Saved entries

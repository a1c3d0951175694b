//! Configurable log and event pipeline
//!
//! Weir ingests messages from many sources, optionally transforms and
//! filters them, routes them between internal named streams, and emits
//! them to many sinks. A pipeline is wired up from a declarative yaml
//! configuration listing consumers (ingress), routers (per-stream fan-out
//! policy), producers (egress) and modulators (per-message filters and
//! formatters).
use async_trait::async_trait;
use serde::{Deserialize, Deserializer};
use std::sync::atomic::{AtomicU64, Ordering};
use std::sync::Arc;
use std::time::Instant;
use thiserror::Error;
use tokio::time::Duration;

pub mod batch;
pub mod config;
pub mod control;
pub mod metadata;
pub mod modulator;
pub mod producer;
pub mod router;
pub mod stream;
pub mod sync;
pub mod telemetry;
pub mod writer;

pub use runtime::Runtime;
pub(crate) mod consumer;
pub(crate) mod modules;
mod runtime;

use metadata::Metadata;
use stream::StreamId;

/// Per-process message sequence counter. Monotonically increasing for the
/// lifetime of the process, never reused.
static SEQUENCE: AtomicU64 = AtomicU64::new(0);

pub(crate) fn next_sequence() -> u64 {
    SEQUENCE.fetch_add(1, Ordering::Relaxed)
}

/// Deserialize an optional duration from a string like "100ms", "10s" or "5m".
pub(crate) fn deserialize_optional_duration<'de, D>(
    deserializer: D,
) -> Result<Option<Duration>, D::Error>
where
    D: Deserializer<'de>,
{
    let opt: Option<String> = Option::deserialize(deserializer)?;
    match opt {
        Some(s) => parse_duration::parse(&s)
            .map(Some)
            .map_err(serde::de::Error::custom),
        None => Ok(None),
    }
}

/// Deserialize an optional byte size from a number or a string with a
/// `kb` / `mb` suffix, e.g. `1kb`, `512`, `10mb`.
pub(crate) fn deserialize_optional_size<'de, D>(deserializer: D) -> Result<Option<u64>, D::Error>
where
    D: Deserializer<'de>,
{
    #[derive(Deserialize)]
    #[serde(untagged)]
    enum Raw {
        Number(u64),
        Text(String),
    }

    let opt: Option<Raw> = Option::deserialize(deserializer)?;
    match opt {
        None => Ok(None),
        Some(Raw::Number(n)) => Ok(Some(n)),
        Some(Raw::Text(s)) => parse_size(&s).map(Some).map_err(serde::de::Error::custom),
    }
}

pub(crate) fn parse_size(input: &str) -> Result<u64, String> {
    let s = input.trim().to_ascii_lowercase();
    let (digits, unit) = match s.find(|c: char| !c.is_ascii_digit()) {
        Some(pos) => s.split_at(pos),
        None => (s.as_str(), ""),
    };
    let n: u64 = digits
        .parse()
        .map_err(|_| format!("invalid size literal: {input}"))?;
    match unit.trim() {
        "" | "b" => Ok(n),
        "kb" => Ok(n * 1024),
        "mb" => Ok(n * 1024 * 1024),
        other => Err(format!("unrecognized size unit: {other}")),
    }
}

/// Message is the unit of data moving through the pipeline: an owned
/// payload, typed metadata, and the id of the stream it currently belongs
/// to.
///
/// ```
/// # use weir::Message;
/// let message = Message {
///     bytes: b"This is a message being processed".to_vec(),
///     ..Default::default()
/// };
/// ```
///
/// Cloning produces an independent payload and metadata copy; two messages
/// that may be written concurrently never share payload bytes.
#[derive(Clone, Debug, PartialEq)]
pub struct Message {
    /// raw bytes of the message to be collected, modulated and emitted
    pub bytes: Vec<u8>,
    /// typed metadata, addressable with `a/b/c` and `k[n]` paths
    pub metadata: Metadata,
    /// id of the stream this message is currently routed on
    pub stream: StreamId,
    /// the stream this message was on before its last rewrite
    pub prev_stream: StreamId,
    /// label of the consumer that created this message, for response routing
    pub source: Option<Arc<str>>,
    /// monotonic creation time
    pub created: Instant,
    /// per-process monotonically increasing sequence number
    pub sequence: u64,
}

impl Default for Message {
    fn default() -> Self {
        Message {
            bytes: Vec::new(),
            metadata: Metadata::new(),
            stream: StreamId::invalid(),
            prev_stream: StreamId::invalid(),
            source: None,
            created: Instant::now(),
            sequence: next_sequence(),
        }
    }
}

impl Message {
    /// Move the message to another stream, remembering where it came from.
    pub fn rewrite_stream(&mut self, target: StreamId) {
        self.prev_stream = self.stream;
        self.stream = target;
    }
}

/// Outcome of a [Filter] applied to a message.
#[derive(Clone, Copy, Debug, PartialEq, Eq)]
pub enum FilterVerdict {
    /// message passes, continue with the chain
    Accept,
    /// message is rejected, the chain ends
    Drop,
    /// message is rejected but the remaining modulators still run
    DropAndContinue,
}

/// Outcome of a [Formatter] applied to a message.
#[derive(Clone, Copy, Debug, PartialEq, Eq)]
pub enum FormatVerdict {
    /// continue with the chain
    Continue,
    /// message is rejected, the chain ends
    Drop,
    /// message is redirected to the fallback stream, the chain ends
    Fallback,
}

/// Closer is implemented by consumers and producers to gracefully release
/// their external resources during shutdown.
#[async_trait]
pub trait Closer {
    /// gracefully terminate resources prior to shutdown of the pipeline
    async fn close(&mut self) -> Result<(), Error> {
        Ok(())
    }
}

/// Consumer modules own an ingress resource and emit [Message]s into their
/// bound streams.
///
/// The framework drives the loop: it calls [Consumer::read], stamps the
/// message with the consumer's configured stream id and a fresh sequence
/// number, and dispatches it. [Error::EndOfInput] ends the consumer,
/// [Error::NoInputToReturn] backs off and retries.
#[async_trait]
pub trait Consumer: Closer {
    /// read a single message from the ingress resource
    async fn read(&mut self) -> Result<Message, Error>;
}

/// Producer modules own an egress resource and write [Message]s to it.
///
/// Producers run a control loop owned by the framework: messages are
/// dequeued from the producer's bounded channel and handed to
/// [Producer::write] in enqueue order. Producers that buffer internally
/// can request a periodic [Producer::tick] by returning an interval from
/// [Producer::tick_interval].
#[async_trait]
pub trait Producer: Closer {
    /// write one message to the egress resource
    async fn write(&mut self, message: Message) -> Result<(), Error>;

    /// periodic callback, enabled by [Producer::tick_interval]
    async fn tick(&mut self) -> Result<(), Error> {
        Ok(())
    }

    /// interval between [Producer::tick] calls, `None` disables the ticker
    fn tick_interval(&self) -> Option<Duration> {
        None
    }

    /// rotation hint from the control plane, meaningful for file-like sinks
    async fn roll(&mut self) -> Result<(), Error> {
        Ok(())
    }
}

/// Filter modulators inspect a message and decide whether it continues.
pub trait Filter: Send + Sync {
    /// judge the message
    fn check(&self, message: &Message) -> Result<FilterVerdict, Error>;
}

/// Formatter modulators rewrite payload, metadata or the stream id.
pub trait Formatter: Send + Sync {
    /// transform the message in place
    fn format(&self, message: &mut Message) -> Result<FormatVerdict, Error>;
}

/// Errors surfaced by the pipeline.
///
/// Uses `thiserror` so variants chain their sources properly. Sentinel
/// variants ([Error::EndOfInput], [Error::NoInputToReturn],
/// [Error::Saturated]) drive control flow rather than signal failure.
#[derive(Debug, Error)]
pub enum Error {
    /// Yaml parsing errors found within the declarative configuration
    #[error("Unable to serialize YAML object")]
    UnableToSerializeYamlObject(
        #[from]
        #[source]
        serde_yaml::Error,
    ),

    /// JSON serialization is used when handing yaml configuration snippets
    /// to the jsonschema validator
    #[error("Unable to serialize JSON object")]
    UnableToSerializeJsonObject(
        #[from]
        #[source]
        serde_json::Error,
    ),

    /// Top-level validation errors in the configuration document
    #[error("Validation error: {0}")]
    Validation(String),

    /// The provided jsonschema for a plugin is itself invalid
    #[error("Invalid validation schema: {0}")]
    InvalidValidationSchema(String),

    /// Configuration provided to a plugin failed its schema
    #[error("Configuration validation failed: {0}")]
    ConfigFailedValidation(String),

    /// Plugin type tag is not registered
    #[error("Configuration item not found: {0}")]
    ConfigurationItemNotFound(String),

    /// A plugin of the same category has already been registered
    #[error("Duplicate registered name: {0}")]
    DuplicateRegisteredName(String),

    /// Unable to secure an internal lock
    #[error("Internal error: unable to secure lock")]
    UnableToSecureLock,

    /// Failure of internal machinery rather than a plugin
    #[error("Execution error: {0}")]
    ExecutionError(String),

    /// Error while reading from a consumer's ingress resource
    #[error("Input error: {0}")]
    InputError(String),

    /// Error while writing to a producer's egress resource
    #[error("Output error: {0}")]
    OutputError(String),

    /// A modulator failed while inspecting or rewriting a message
    #[error("Modulator error: {0}")]
    ModulatorError(String),

    /// A metadata value exists at the path but has an incompatible type
    #[error("Type mismatch at {path}: expected {expected}, found {found}")]
    TypeMismatch {
        /// metadata path that was queried
        path: String,
        /// type the accessor asked for
        expected: &'static str,
        /// type actually stored
        found: &'static str,
    },

    /// Consumer has finished and will not produce more input; triggers a
    /// graceful shutdown of the consumer
    #[error("End of input reached")]
    EndOfInput,

    /// Consumer has no message right now; the framework backs off and retries
    #[error("No input to return")]
    NoInputToReturn,

    /// A router was asked to dispatch with no producers attached
    #[error("Router has no producers attached")]
    NoConsumers,

    /// Producer channel stayed full beyond the enqueue timeout
    #[error("Producer saturated beyond enqueue timeout")]
    Saturated,

    /// A stream name was referenced that is not known to the registry
    #[error("Unknown stream: {0}")]
    UnknownStream(String),

    /// Failure to send to an internal channel
    #[error("Pipeline processing error: {0}")]
    UnableToSendToChannel(String),

    /// Failure to receive from an internal channel
    #[error("Channel receive error")]
    RecvChannelError(
        #[from]
        #[source]
        flume::RecvError,
    ),

    /// Graceful shutdown did not finish before the hard deadline
    #[error("Shutdown deadline exceeded")]
    ShutdownDeadlineExceeded,
}

#[cfg(test)]
mod tests {
    use super::*;

    #[test]
    fn sequence_numbers_are_unique_and_increasing() {
        let a = Message::default();
        let b = Message::default();
        assert!(b.sequence > a.sequence);
    }

    #[test]
    fn clone_is_deep() {
        let mut a = Message {
            bytes: b"payload".to_vec(),
            ..Default::default()
        };
        let b = a.clone();
        a.bytes[0] = b'X';
        assert_eq!(b.bytes, b"payload");
    }

    #[test]
    fn rewrite_stream_records_previous() {
        let mut m = Message::default();
        let first = StreamId::from_name("first");
        let second = StreamId::from_name("second");
        m.stream = first;
        m.rewrite_stream(second);
        assert_eq!(m.stream, second);
        assert_eq!(m.prev_stream, first);
    }

    #[test]
    fn parse_size_plain_number() {
        assert_eq!(parse_size("512").unwrap(), 512);
    }

    #[test]
    fn parse_size_kilobytes() {
        assert_eq!(parse_size("2kb").unwrap(), 2048);
        assert_eq!(parse_size("2KB").unwrap(), 2048);
    }

    #[test]
    fn parse_size_megabytes() {
        assert_eq!(parse_size("3mb").unwrap(), 3 * 1024 * 1024);
    }

    #[test]
    fn parse_size_rejects_unknown_unit() {
        assert!(parse_size("10gb").is_err());
        assert!(parse_size("abc").is_err());
    }

    #[test]
    fn duration_suffixes_decode() {
        #[derive(serde::Deserialize)]
        struct Probe {
            #[serde(default, deserialize_with = "deserialize_optional_duration")]
            timeout: Option<Duration>,
        }

        let p: Probe = serde_yaml::from_str("timeout: \"100ms\"").unwrap();
        assert_eq!(p.timeout, Some(Duration::from_millis(100)));
        let p: Probe = serde_yaml::from_str("timeout: \"2min\"").unwrap();
        assert_eq!(p.timeout, Some(Duration::from_secs(120)));
        let p: Probe = serde_yaml::from_str("{}").unwrap();
        assert_eq!(p.timeout, None);
    }
}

Your objective: Transcribe each line of the data above, unaltered, from the one where "to serialize JSON" appears to the one where "already been registered" appears, inclusive of both.

Result:
    #[error("Unable to serialize JSON object")]
    UnableToSerializeJsonObject(
        #[from]
        #[source]
        serde_json::Error,
    ),

    /// Top-level validation errors in the configuration document
    #[error("Validation error: {0}")]
    Validation(String),

    /// The provided jsonschema for a plugin is itself invalid
    #[error("Invalid validation schema: {0}")]
    InvalidValidationSchema(String),

    /// Configuration provided to a plugin failed its schema
    #[error("Configuration validation failed: {0}")]
    ConfigFailedValidation(String),

    /// Plugin type tag is not registered
    #[error("Configuration item not found: {0}")]
    ConfigurationItemNotFound(String),

    /// A plugin of the same category has already been registered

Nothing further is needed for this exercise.